HOW TO COMPLETE THIS TASK: Among the lines below, list those containing the string "QueueEntry".

Excerpts from a dataset:
┄┄┄┄┄┄┄┄┄┄

//! Show queue counts and connectivity.

use anyhow::Result;

use crate::app::App;

/// Run the status command.
pub async fn run(app: &App) -> Result<()> {
    let status = app.engine().status().await?;

    println!("=== fleetsync status ===");
    println!();
    println!("Remote:");
    println!("  URL:    {}", app.config.remote.base_url);
    println!(
        "  Status: {}",
        if status.online { "ONLINE" } else { "OFFLINE" }
    );
    println!();
    println!("Queue:");
    println!("  Pending: {}", status.counts.pending);
    println!("  Syncing: {}", status.counts.syncing);
    println!("  Failed:  {}", status.counts.failed);

    if status.counts.syncing > 0 {
        println!();
        println!("SYNCING entries are in flight, or were left by an interrupted run and");
        println!("are retried on the next sync.");
    }
    if status.counts.failed > 0 {
        println!();
        println!("Inspect failures with 'fleetsync queue --failed', then 'fleetsync resubmit <seq>'");
        println!("or 'fleetsync purge --failed --yes'.");
    }

    Ok(())
}
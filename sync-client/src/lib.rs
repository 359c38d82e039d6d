//! # sync-client
//!
//! Offline-first sync engine for fleetsync.
//!
//! This is the main library that applications use to read and write
//! entities while connectivity comes and goes.
//!
//! ## Features
//!
//! - **Optimistic writes**: local store and sync queue updated in one transaction
//! - **Sequential drain**: per-record order kept, bounded retries, permanent
//!   failures classified and parked as FAILED
//! - **Network-first reads**: remote snapshot refreshes the cache, cache on failure
//! - **Remote abstraction**: pluggable remote store (HTTP, mock)
//! - **Pure state machine**: uses sync-core for side-effect-free logic
//!
//! ## Example
//!
//! ```ignore
//! use std::sync::Arc;
//! use sync_client::{
//!     spawn_sync_loop, ConnectivitySignal, EngineConfig, EntityRepository, HttpRemote,
//!     RecordMapper, SyncEngine,
//! };
//! use sync_store::SqliteStore;
//!
//! let store = Arc::new(SqliteStore::new(path).await?);
//! let remote = Arc::new(HttpRemote::new(url, None, timeout)?);
//! let connectivity = ConnectivitySignal::new(true);
//!
//! let engine = Arc::new(SyncEngine::new(
//!     store.clone(),
//!     remote.clone(),
//!     connectivity.clone(),
//!     EngineConfig::default(),
//! ));
//! let (trigger, _loop) = spawn_sync_loop(engine);
//!
//! let missions = EntityRepository::new(collection, RecordMapper, store, remote, connectivity)
//!     .with_trigger(trigger);
//! missions.create(&record).await?;
//! ```

#![warn(missing_docs)]
#![warn(clippy::all)]

pub mod config;
pub mod connectivity;
pub mod engine;
pub mod error;
pub mod mapper;
pub mod remote;
pub mod repository;
pub mod scheduler;

pub use config::{CollectionConfig, Config, ConfigError, EngineSection, RemoteConfig, StoreConfig};
pub use connectivity::ConnectivitySignal;
pub use engine::{Confirm, EngineConfig, RunOutcome, SyncEngine, SyncStatus};
pub use error::ClientError;
pub use mapper::{EntityMapper, RecordMapper, SerdeMapper};
pub use remote::{HttpRemote, MockRemote, RemoteCall, RemoteMethod, RemoteStore};
pub use repository::{EntityRepository, DEFAULT_READ_TIMEOUT};
pub use scheduler::{spawn_sync_loop, RunTrigger, SyncTrigger};
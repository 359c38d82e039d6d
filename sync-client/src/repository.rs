//! Per-collection read/write façade.
//!
//! Writes land in the local store and the sync queue in one transaction and
//! return immediately; the network is never on the write path. Reads are
//! network-first with the local cache as fallback.

use std::sync::Arc;
use std::time::Duration;
use sync_store::OfflineStore;
use sync_types::{Collection, EntityId, Mutation, QueueEntry, RecordFilter};

use crate::connectivity::ConnectivitySignal;
use crate::error::ClientError;
use crate::mapper::EntityMapper;
use crate::remote::RemoteStore;
use crate::scheduler::{RunTrigger, SyncTrigger};

/// Default bound for network-first reads.
pub const DEFAULT_READ_TIMEOUT: Duration = Duration::from_secs(10);

/// Offline-first repository for one collection.
pub struct EntityRepository<S, R, M> {
    collection: Collection,
    mapper: M,
    store: Arc<S>,
    remote: Arc<R>,
    connectivity: ConnectivitySignal,
    conflict_key: Vec<String>,
    trigger: Option<SyncTrigger>,
    read_timeout: Duration,
}

impl<S, R, M> EntityRepository<S, R, M>
where
    S: OfflineStore,
    R: RemoteStore,
    M: EntityMapper,
{
    /// Create a repository for `collection`.
    pub fn new(
        collection: Collection,
        mapper: M,
        store: Arc<S>,
        remote: Arc<R>,
        connectivity: ConnectivitySignal,
    ) -> Self {
        Self {
            collection,
            mapper,
            store,
            remote,
            connectivity,
            conflict_key: Vec::new(),
            trigger: None,
            read_timeout: DEFAULT_READ_TIMEOUT,
        }
    }

    /// Declare the natural/composite key used by [`upsert`](Self::upsert).
    pub fn with_conflict_key(mut self, fields: Vec<String>) -> Self {
        self.conflict_key = fields;
        self
    }

    /// Request a sync run through `trigger` after each write made online.
    pub fn with_trigger(mut self, trigger: SyncTrigger) -> Self {
        self.trigger = Some(trigger);
        self
    }

    /// Bound for the remote fetch in [`list`](Self::list).
    pub fn with_read_timeout(mut self, timeout: Duration) -> Self {
        self.read_timeout = timeout;
        self
    }

    /// The collection this repository serves.
    pub fn collection(&self) -> &Collection {
        &self.collection
    }

    /// Network-first read of the whole collection.
    ///
    /// Online, the remote snapshot replaces the cache (outstanding local
    /// mutations are re-applied on top) and the result is returned. Offline,
    /// or when the remote fails or times out, the cache is returned as is.
    ///
    /// Mutations drained by a concurrent run while the snapshot was in flight
    /// are re-applied as well, since the snapshot may not include them.
    pub async fn list(&self) -> Result<Vec<M::Entity>, ClientError> {
        if self.connectivity.is_online() {
            let outstanding = self.store.outstanding(&self.collection).await?;
            let fetched =
                tokio::time::timeout(self.read_timeout, self.remote.list(&self.collection)).await;
            match fetched {
                Ok(Ok(records)) => {
                    self.connectivity.record_success();
                    let merged = self
                        .store
                        .refresh_from_remote(&self.collection, &records, &outstanding)
                        .await?;
                    tracing::debug!(
                        "Refreshed {} from remote: {} records ({} cached after merge)",
                        self.collection,
                        records.len(),
                        merged.len()
                    );
                    return self.map_all(&merged);
                }
                Ok(Err(e)) => {
                    self.connectivity.record_failure();
                    tracing::warn!("Remote read of {} failed, using cache: {}", self.collection, e);
                }
                Err(_) => {
                    self.connectivity.record_failure();
                    tracing::warn!(
                        "Remote read of {} timed out after {:?}, using cache",
                        self.collection,
                        self.read_timeout
                    );
                }
            }
        }

        self.list_cached(&RecordFilter::Any).await
    }

    /// Cached records matching `filter`. Never touches the network.
    pub async fn list_cached(&self, filter: &RecordFilter) -> Result<Vec<M::Entity>, ClientError> {
        let records = self.store.query(&self.collection, filter).await?;
        self.map_all(&records)
    }

    /// Cached record by id.
    pub async fn get(&self, id: &EntityId) -> Result<Option<M::Entity>, ClientError> {
        self.store
            .get(&self.collection, id)
            .await?
            .map(|record| self.mapper.from_record(&record))
            .transpose()
    }

    /// Create a new entity.
    pub async fn create(&self, entity: &M::Entity) -> Result<QueueEntry, ClientError> {
        let record = self.mapper.to_record(entity)?;
        self.write(Mutation::Create(record)).await
    }

    /// Update an existing entity by id.
    pub async fn update(&self, entity: &M::Entity) -> Result<QueueEntry, ClientError> {
        let record = self.mapper.to_record(entity)?;
        self.write(Mutation::Update(record)).await
    }

    /// Insert or merge on the declared conflict key.
    pub async fn upsert(&self, entity: &M::Entity) -> Result<QueueEntry, ClientError> {
        if self.conflict_key.is_empty() {
            return Err(ClientError::MissingConflictKey(self.collection.clone()));
        }
        let record = self.mapper.to_record(entity)?;
        self.write(Mutation::Upsert {
            record,
            conflict_key: self.conflict_key.clone(),
        })
        .await
    }

    /// Delete an entity by id.
    pub async fn delete(&self, id: &EntityId) -> Result<QueueEntry, ClientError> {
        self.write(Mutation::Delete(id.clone())).await
    }

    async fn write(&self, mutation: Mutation) -> Result<QueueEntry, ClientError> {
        let entry = self
            .store
            .apply_and_enqueue(&self.collection, &mutation)
            .await?;

        if self.connectivity.is_online() {
            if let Some(trigger) = &self.trigger {
                trigger.request(RunTrigger::LocalWrite);
            }
        }
        Ok(entry)
    }

    fn map_all(
        &self,
        records: &[sync_types::EntityRecord],
    ) -> Result<Vec<M::Entity>, ClientError> {
        records
            .iter()
            .map(|record| self.mapper.from_record(record))
            .collect()
    }
}
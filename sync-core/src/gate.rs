//! Per-record ordering inside one drain.
//!
//! The drain is FIFO over the whole queue snapshot. Once an entry for a
//! record is sent back for retry, every later entry for the same record is
//! held until the next run, so an UPDATE can never overtake the CREATE it
//! depends on. Unrelated records keep flowing.
//!
//! An entry may carry several keys (an upsert is known by its id and by its
//! natural key). It is held when any of them is held.

use std::collections::HashSet;

use sync_types::RecordKey;

/// Tracks records whose earlier entry is waiting for a retry.
#[derive(Debug, Default)]
pub struct RecordGate {
    held: HashSet<RecordKey>,
}

impl RecordGate {
    /// Create an empty gate (one per run).
    pub fn new() -> Self {
        Self::default()
    }

    /// Whether an entry known by `keys` may be dispatched now.
    pub fn admits(&self, keys: &[RecordKey]) -> bool {
        !keys.iter().any(|key| self.held.contains(key))
    }

    /// Hold every later entry sharing one of `keys` until the next run.
    pub fn hold(&mut self, keys: impl IntoIterator<Item = RecordKey>) {
        self.held.extend(keys);
    }
}

#[cfg(test)]
mod tests {
    use super::*;
    use sync_types::{Collection, EntityId};

    fn key(collection: &str, id: &str) -> RecordKey {
        RecordKey::by_id(
            &Collection::new(collection).unwrap(),
            &EntityId::parse(id).unwrap(),
        )
    }

    fn natural(collection: &str, driver: &str) -> RecordKey {
        RecordKey::Natural {
            collection: Collection::new(collection).unwrap(),
            fields: vec![("driver_id".into(), format!("{:?}", driver))],
        }
    }

    #[test]
    fn empty_gate_admits_everything() {
        let gate = RecordGate::new();
        assert!(gate.admits(&[key("missions", "m-1")]));
        assert!(gate.admits(&[]));
    }

    #[test]
    fn held_record_is_blocked() {
        let mut gate = RecordGate::new();
        gate.hold([key("missions", "m-1")]);

        assert!(!gate.admits(&[key("missions", "m-1")]));
    }

    #[test]
    fn other_records_are_not_blocked() {
        let mut gate = RecordGate::new();
        gate.hold([key("missions", "m-1")]);

        assert!(gate.admits(&[key("missions", "m-2")]));
        // Same id in another collection is a different record
        assert!(gate.admits(&[key("invoices", "m-1")]));
    }

    #[test]
    fn any_shared_key_blocks() {
        let mut gate = RecordGate::new();
        gate.hold([key("trip_rates", "r-1"), natural("trip_rates", "d-1")]);

        assert!(!gate.admits(&[key("trip_rates", "r-2"), natural("trip_rates", "d-1")]));
        assert!(!gate.admits(&[key("trip_rates", "r-1")]));
        assert!(gate.admits(&[key("trip_rates", "r-2"), natural("trip_rates", "d-2")]));
    }

    #[test]
    fn holding_twice_is_idempotent() {
        let mut gate = RecordGate::new();
        gate.hold([key("missions", "m-1")]);
        gate.hold([key("missions", "m-1")]);
        assert!(!gate.admits(&[key("missions", "m-1")]));
        assert!(gate.admits(&[key("missions", "m-2")]));
    }
}
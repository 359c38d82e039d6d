//! Connectivity signal.
//!
//! The platform's network event source calls [`ConnectivitySignal::set_online`];
//! everything else only reads. An offline → online transition is published
//! on a `watch` channel, which wakes the sync loop. The signal never retries
//! anything itself.

use std::sync::{Arc, Mutex, MutexGuard};
use sync_core::{ConnectivityAction, ConnectivityEvent, ConnectivityTracker};
use tokio::sync::watch;

/// Shared online/offline flag with a recent-failure counter.
///
/// Cheap to clone; clones observe the same state.
#[derive(Debug, Clone)]
pub struct ConnectivitySignal {
    tracker: Arc<Mutex<ConnectivityTracker>>,
    online_tx: Arc<watch::Sender<bool>>,
}

impl ConnectivitySignal {
    /// Create a signal with the given initial state.
    pub fn new(online: bool) -> Self {
        let (online_tx, _) = watch::channel(online);
        Self {
            tracker: Arc::new(Mutex::new(ConnectivityTracker::new(online))),
            online_tx: Arc::new(online_tx),
        }
    }

    fn tracker(&self) -> MutexGuard<'_, ConnectivityTracker> {
        self.tracker.lock().unwrap_or_else(|e| e.into_inner())
    }

    fn apply(&self, event: ConnectivityEvent) -> bool {
        let actions = {
            let mut tracker = self.tracker();
            let (next, actions) = tracker.on_event(event);
            *tracker = next;
            actions
        };

        let mut sync_requested = false;
        for action in actions {
            match action {
                ConnectivityAction::Notify(online) => {
                    self.online_tx.send_replace(online);
                }
                ConnectivityAction::TriggerSync => sync_requested = true,
            }
        }
        sync_requested
    }

    /// Feed a platform connectivity report.
    ///
    /// Returns `true` when this was an offline → online transition.
    pub fn set_online(&self, online: bool) -> bool {
        let event = if online {
            ConnectivityEvent::WentOnline
        } else {
            ConnectivityEvent::WentOffline
        };
        let restored = self.apply(event);
        if restored {
            tracing::info!("Connectivity restored");
        } else if !online {
            tracing::info!("Connectivity lost");
        }
        restored
    }

    /// Whether the remote is currently considered reachable.
    pub fn is_online(&self) -> bool {
        self.tracker().is_online()
    }

    /// Subscribe to online flag changes.
    pub fn subscribe(&self) -> watch::Receiver<bool> {
        self.online_tx.subscribe()
    }

    /// Count a failed remote call.
    pub fn record_failure(&self) {
        self.apply(ConnectivityEvent::RemoteFailed);
    }

    /// Count a successful remote call (resets the failure counter).
    pub fn record_success(&self) {
        self.apply(ConnectivityEvent::RemoteSucceeded);
    }

    /// Remote failures since the last success or reconnection.
    pub fn recent_failures(&self) -> u32 {
        self.tracker().consecutive_failures()
    }
}

impl Default for ConnectivitySignal {
    fn default() -> Self {
        Self::new(true)
    }
}
//! CLI command implementations.

pub mod init;
pub mod pull;
pub mod purge;
pub mod queue;
pub mod resubmit;
pub mod status;
pub mod sync;
pub mod watch;
pub mod write;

┄┄┄┄┄┄┄┄┄┄

ANSWER SECTION:
use sync_types::{Collection, EntityId, Mutation, QueueEntry, RecordFilter};
    pub async fn create(&self, entity: &M::Entity) -> Result<QueueEntry, ClientError> {
    pub async fn update(&self, entity: &M::Entity) -> Result<QueueEntry, ClientError> {
    pub async fn upsert(&self, entity: &M::Entity) -> Result<QueueEntry, ClientError> {
    pub async fn delete(&self, id: &EntityId) -> Result<QueueEntry, ClientError> {
    async fn write(&self, mutation: Mutation) -> Result<QueueEntry, ClientError> {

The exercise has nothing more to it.